5 以上によれば,被告病院医師は,14日午前8時10分ころの時点で,絞扼性イレウスの疑いが強いものと判断して,直ちに開腹手術を行うべき義務があったということができる。
被告病院医師がこの義務に違反したことは明らかである。
なお,原告らは,被告病院医師において,13日午後10時30分ころ又は14日午前4時30分ころの時点で,絞扼性イレウスと診断し,又はその疑いが強いものと判断すべきであった,また,入院時か遅くとも14日起床時までにエコー検査ないし腹腔穿刺を行うべきであり,そうすれば腹水等の所見が得られ,上記の判断ができたとの主張もしているが,下記6のとおり,上記の14日午前8時10分ころの時点での義務違反と結果との因果関係は認められるので,この主張については判断するまでもない。」
同判決は因果関係について次のとおり判示しました.
「6 因果関係
Eは,絞扼性イレウスによって,5月14日午後1時45分ころ2度目のショックを起こし,そのまま全身状態が悪化して死亡したものである。

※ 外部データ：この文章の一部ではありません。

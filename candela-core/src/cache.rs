//! Per-adapter TTL cache of fetched series.

use std::future::Future;
use std::sync::Arc;

use moka::future::Cache;

use crate::connector::FetchRequest;
use crate::stats::StatsCollector;
use crate::{CacheConfig, Candle, CandelaError};

/// Identity of a cached series within one adapter.
#[derive(Debug, Clone, PartialEq, Eq, Hash)]
pub struct CacheKey {
    symbol: String,
    minutes: u32,
    limit: usize,
    start: Option<i64>,
    end: Option<i64>,
}

impl From<&FetchRequest> for CacheKey {
    fn from(req: &FetchRequest) -> Self {
        Self {
            symbol: req.symbol.clone(),
            minutes: req.timeframe.minutes(),
            limit: req.limit,
            start: req.start,
            end: req.end,
        }
    }
}

/// Cache of non-empty series keyed by request identity.
///
/// Entries expire after the configured TTL. Errors and empty series are never
/// stored. A zero TTL turns the cache into a pass-through.
#[derive(Clone)]
pub struct AdapterCache {
    inner: Option<Cache<CacheKey, Arc<[Candle]>>>,
}

impl std::fmt::Debug for AdapterCache {
    fn fmt(&self, f: &mut std::fmt::Formatter<'_>) -> std::fmt::Result {
        f.debug_struct("AdapterCache")
            .field("enabled", &self.inner.is_some())
            .finish()
    }
}

impl AdapterCache {
    /// Build a cache from configuration.
    #[must_use]
    pub fn new(cfg: &CacheConfig) -> Self {
        let inner = cfg.is_enabled().then(|| {
            Cache::builder()
                .max_capacity(cfg.max_entries)
                .time_to_live(cfg.ttl)
                .build()
        });
        Self { inner }
    }

    /// A cache that never stores anything.
    #[must_use]
    pub const fn disabled() -> Self {
        Self { inner: None }
    }

    /// True when entries can be stored.
    #[must_use]
    pub const fn is_enabled(&self) -> bool {
        self.inner.is_some()
    }

    /// Look up a live entry.
    pub async fn get(&self, key: &CacheKey) -> Option<Arc<[Candle]>> {
        match &self.inner {
            Some(cache) => cache.get(key).await,
            None => None,
        }
    }

    /// Store a series. Empty series are ignored.
    pub async fn insert(&self, key: CacheKey, series: Arc<[Candle]>) {
        if series.is_empty() {
            return;
        }
        if let Some(cache) = &self.inner {
            cache.insert(key, series).await;
        }
    }

    /// Drop every entry.
    pub fn clear(&self) {
        if let Some(cache) = &self.inner {
            cache.invalidate_all();
        }
    }

    /// Serve `req` from cache or run `fetch` and remember a non-empty result.
    ///
    /// Hits and misses are recorded against `provider`.
    ///
    /// # Errors
    /// Propagates whatever `fetch` returns; errors are not cached.
    pub async fn get_or_fetch<F, Fut>(
        &self,
        provider: &str,
        req: &FetchRequest,
        stats: &StatsCollector,
        fetch: F,
    ) -> Result<Arc<[Candle]>, CandelaError>
    where
        F: FnOnce() -> Fut,
        Fut: Future<Output = Result<Vec<Candle>, CandelaError>>,
    {
        let key = CacheKey::from(req);
        if let Some(hit) = self.get(&key).await {
            stats.record_cache_hit(provider);
            #[cfg(feature = "tracing")]
            tracing::debug!(
                provider,
                symbol = %req.symbol,
                timeframe = %req.timeframe,
                candles = hit.len(),
                "cache hit"
            );
            return Ok(hit);
        }
        stats.record_cache_miss(provider);

        let series: Arc<[Candle]> = fetch().await?.into();
        self.insert(key, Arc::clone(&series)).await;
        Ok(series)
    }
}
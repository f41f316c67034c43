use std::sync::Arc;

use crate::geometry::{models::UvCoord, ray::Ray, vector3::Vector3};
use crate::materials::{material::Material, texture::Texture};
use crate::scene::scene_object::SceneObject;
use super::{nearest_positive_root, spherical_uv};

/// Axis-aligned ellipsoid. Intersections are solved in a frame where it becomes a unit sphere.
pub struct Ellipsoid {

    center: Vector3,
    radii: Vector3,

    material: Arc<Material>,
    texture: Option<Arc<Texture>>,
}

impl Ellipsoid {

    pub fn new(center: Vector3, radii: Vector3, material: Arc<Material>) -> Self {
        Self {
            center,
            radii,
            material,
            texture: None,
        }
    }

    pub fn with_texture(self, texture: Arc<Texture>) -> Self {
        Self {
            texture: Some(texture),
            ..self
        }
    }

    fn to_local(&self, vector: &Vector3) -> Vector3 {
        vector.divide_componentwise(&self.radii)
    }
}

impl SceneObject for Ellipsoid {

    fn material(&self) -> &Material {
        &self.material
    }

    fn texture(&self) -> Option<&Texture> {
        self.texture.as_deref()
    }

    fn check_intersection(&self, ray: &Ray) -> Option<f64> {
        // scaling keeps the ray parameter, so t found for the unit sphere is valid for the ellipsoid
        let origin = self.to_local(&(ray.origin() - &self.center));
        let direction = self.to_local(ray.direction());

        let a = direction.dot_product_with_self();
        let b = 2.0 * direction.dot_product(&origin);
        let c = origin.dot_product_with_self() - 1.0;

        nearest_positive_root(a, b, c)
    }

    fn normal_at(&self, point: &Vector3) -> Vector3 {
        // gradient of sum(((p - c) / r)^2)
        let radii_squared = self.radii.multiply_componentwise(&self.radii);
        (point - &self.center).divide_componentwise(&radii_squared).normalized()
    }

    fn uv_at(&self, point: &Vector3) -> Option<UvCoord> {
        Some(spherical_uv(&self.to_local(&(point - &self.center))))
    }
}
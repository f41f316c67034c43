use crate::models::io::{ImageReader, ImageWriter};

/// Bundles the reader and the writer of one image format.
pub trait ImageFormatSupportPlugin {

    fn format_name(&self) -> String;

    fn reader(&self) -> Box<dyn ImageReader>;
    fn writer(&self) -> Box<dyn ImageWriter>;

    fn supports_extension(&self, extension: &str) -> bool {
        self.format_name().eq_ignore_ascii_case(extension)
    }
}
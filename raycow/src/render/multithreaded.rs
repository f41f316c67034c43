use rayon::prelude::*;

use raycow_core::models::{image::Image, pixel::Pixel};

use crate::scene::{camera::Viewport, scene::Scene};
use super::basic::render_ray;
use super::render::{check_target, Render, RenderError};

/// Renders scanlines in parallel, each worker owns a disjoint row of the output.
pub struct MultithreadedRender {
}

impl MultithreadedRender {

    pub fn new() -> Self {
        Self {
        }
    }
}

impl Render for MultithreadedRender {

    fn render(&self, scene: &Scene, render_to: &mut Image) -> Result<(), RenderError> {
        check_target(render_to)?;

        let width = render_to.width;
        let viewport = scene.camera().viewport(width, render_to.height);

        render_to.pixels.par_chunks_mut(width).enumerate().for_each(|(y, output)| {
            worker(scene, &viewport, output, y);
        });

        Ok(())
    }
}

fn worker(scene: &Scene, viewport: &Viewport, output: &mut [Pixel], y: usize) {
    for (x, pixel) in output.iter_mut().enumerate() {
        let ray = viewport.ray_for_pixel(x, y);
        *pixel = render_ray(&ray, scene);
    }
}

#[cfg(test)]
mod tests {
    use super::*;
    use crate::geometry::vector3::Vector3;
    use crate::materials::material::Material;
    use crate::objects::{ellipsoid::Ellipsoid, sphere::Sphere};
    use crate::render::basic::BasicRender;
    use crate::scene::{camera::Camera, distant_light::DistantLight, point_light::PointLight, scene::ImageSettings};

    #[test]
    fn test_same_output_as_basic_render() {
        let camera = Camera::new(Vector3::new(0.0, 1.0, 4.0), Vector3::new(0.0, -0.2, -1.0), Vector3::up(), 50.0);
        let mut scene = Scene::new(camera, ImageSettings::new(24, 16, Vector3::new(0.3, 0.3, 0.3)));

        let shiny = scene.add_material(Material::new(Vector3::new(0.9, 0.2, 0.2), Vector3::one(), 0.1, 0.6, 0.4, 30.0));
        let matte = scene.add_material(Material::new(Vector3::new(0.2, 0.8, 0.3), Vector3::one(), 0.2, 0.8, 0.0, 1.0));
        scene.add_object(Box::new(Sphere::new(Vector3::new(-0.8, 0.5, -1.0), 0.7, shiny)));
        scene.add_object(Box::new(Ellipsoid::new(Vector3::new(0.0, -100.0, -1.0), Vector3::new(100.0, 99.5, 100.0), matte)));
        scene.add_light(Box::new(PointLight::new(Vector3::new(2.0, 4.0, 2.0), Vector3::one())));
        scene.add_light(Box::new(DistantLight::new(Vector3::new(-1.0, -1.0, -1.0), Vector3::new(0.3, 0.3, 0.3))));

        let mut expected = scene.settings().create_image();
        BasicRender::new().render(&scene, &mut expected).unwrap();

        let mut actual = scene.settings().create_image();
        MultithreadedRender::new().render(&scene, &mut actual).unwrap();

        assert_eq!(actual.pixels, expected.pixels);
    }
}
use crate::geometry::ray::Ray;
use crate::scene::scene::SceneObjectBox;

#[derive(Debug, Clone, Copy, PartialEq)]
pub struct Intersection {

    object_index: usize,
    ray_distance: f64,
}

impl Intersection {

    pub fn new(object_index: usize, ray_distance: f64) -> Self {
        Self {
            object_index,
            ray_distance,
        }
    }

    pub fn object_index(&self) -> usize {
        self.object_index
    }

    pub fn ray_distance(&self) -> f64 {
        self.ray_distance
    }
}

/// Nearest object hit by the ray, found by checking every object.
pub fn find_intersection(ray: &Ray, objects: &[SceneObjectBox]) -> Option<Intersection> {
    let mut result = None;
    let mut min_distance = f64::MAX;

    for (index, object) in objects.iter().enumerate() {
        if let Some(distance) = object.check_intersection(ray) {
            if distance < min_distance {
                min_distance = distance;
                result = Some(Intersection::new(index, distance));
            }
        }
    }

    result
}

#[cfg(test)]
mod tests {
    use std::sync::Arc;

    use super::*;
    use crate::geometry::vector3::Vector3;
    use crate::materials::material::Material;
    use crate::objects::sphere::Sphere;

    fn sphere_at(z: f64) -> SceneObjectBox {
        let material = Arc::new(Material::ambient_only(Vector3::one(), 1.0));
        Box::new(Sphere::new(Vector3::new(0.0, 0.0, z), 1.0, material))
    }

    #[test]
    fn test_nearest_object_wins() {
        let objects = vec![sphere_at(-10.0), sphere_at(-5.0), sphere_at(5.0)];
        let ray = Ray::new(Vector3::zero(), Vector3::new(0.0, 0.0, -1.0));

        let intersection = find_intersection(&ray, &objects).unwrap();
        assert_eq!(intersection.object_index(), 1);
        assert!((intersection.ray_distance() - 4.0).abs() < 1e-9);
    }

    #[test]
    fn test_no_objects_hit() {
        let objects = vec![sphere_at(-10.0)];
        let ray = Ray::new(Vector3::zero(), Vector3::new(0.0, 1.0, 0.0));

        assert_eq!(find_intersection(&ray, &objects), None);
        assert_eq!(find_intersection(&ray, &[]), None);
    }
}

絞扼性イレウスからショックを起こす機序は,別紙知見1(2)のとおり,①腸間膜の血行障害により,腸間壁の透過性が亢進し,腹腔内漏出,細菌,エンドトキシン漏出が起きて,循環血流量減少性ショック又は敗血症性ショックを起こすか,②腸間内及び腹腔内出血から循環血流量減少性ショックを起こすか,③腸間壊死により穿孔を起こし,又は細菌漏出により腹膜炎を起こして敗血症性ショックを起こすというものである。
そして,絞扼性イレウスにおいては,積極的なイレウス解除状態を早期に成立させることが肝要であり,開腹手術は,腸管の絞扼部位を解除して血行を改善し,壊死に陥った腸管を切除するなどの処置である(甲B4,7,8,乙B1,2)ところ,一般的には,患者がショックを起こすまでにこれらの処置を施せば,上記①ないし③の機序によって患者がショックを起こすことを防げる蓋然性が高いといえる。
しかして,本件では,5月14日午前8時10分ころの1度目のショックの時点以降も,意識レベルの低下は認められず,血圧もしばしば低下しながらも一定程度維持はされており,呼吸も一応管理はされていたものであるのに,同日午後1時45分ころの意識レベルの低下,心肺停止にまで至る2度目のショック以降,症状が急激に悪化して死亡したものであるから,被告病院医師が同日午前8時10分ころに絞扼性イレウスを念頭に開腹手術を開始したならば,Eがその約5時間後である同日午後1時45分ころに再度の重篤なショックを起こすことを防げた蓋然性が高いと認めるのが相当であり,他に,本件全証拠
を検討しても,上記認定判断を覆すに足りる証拠はない。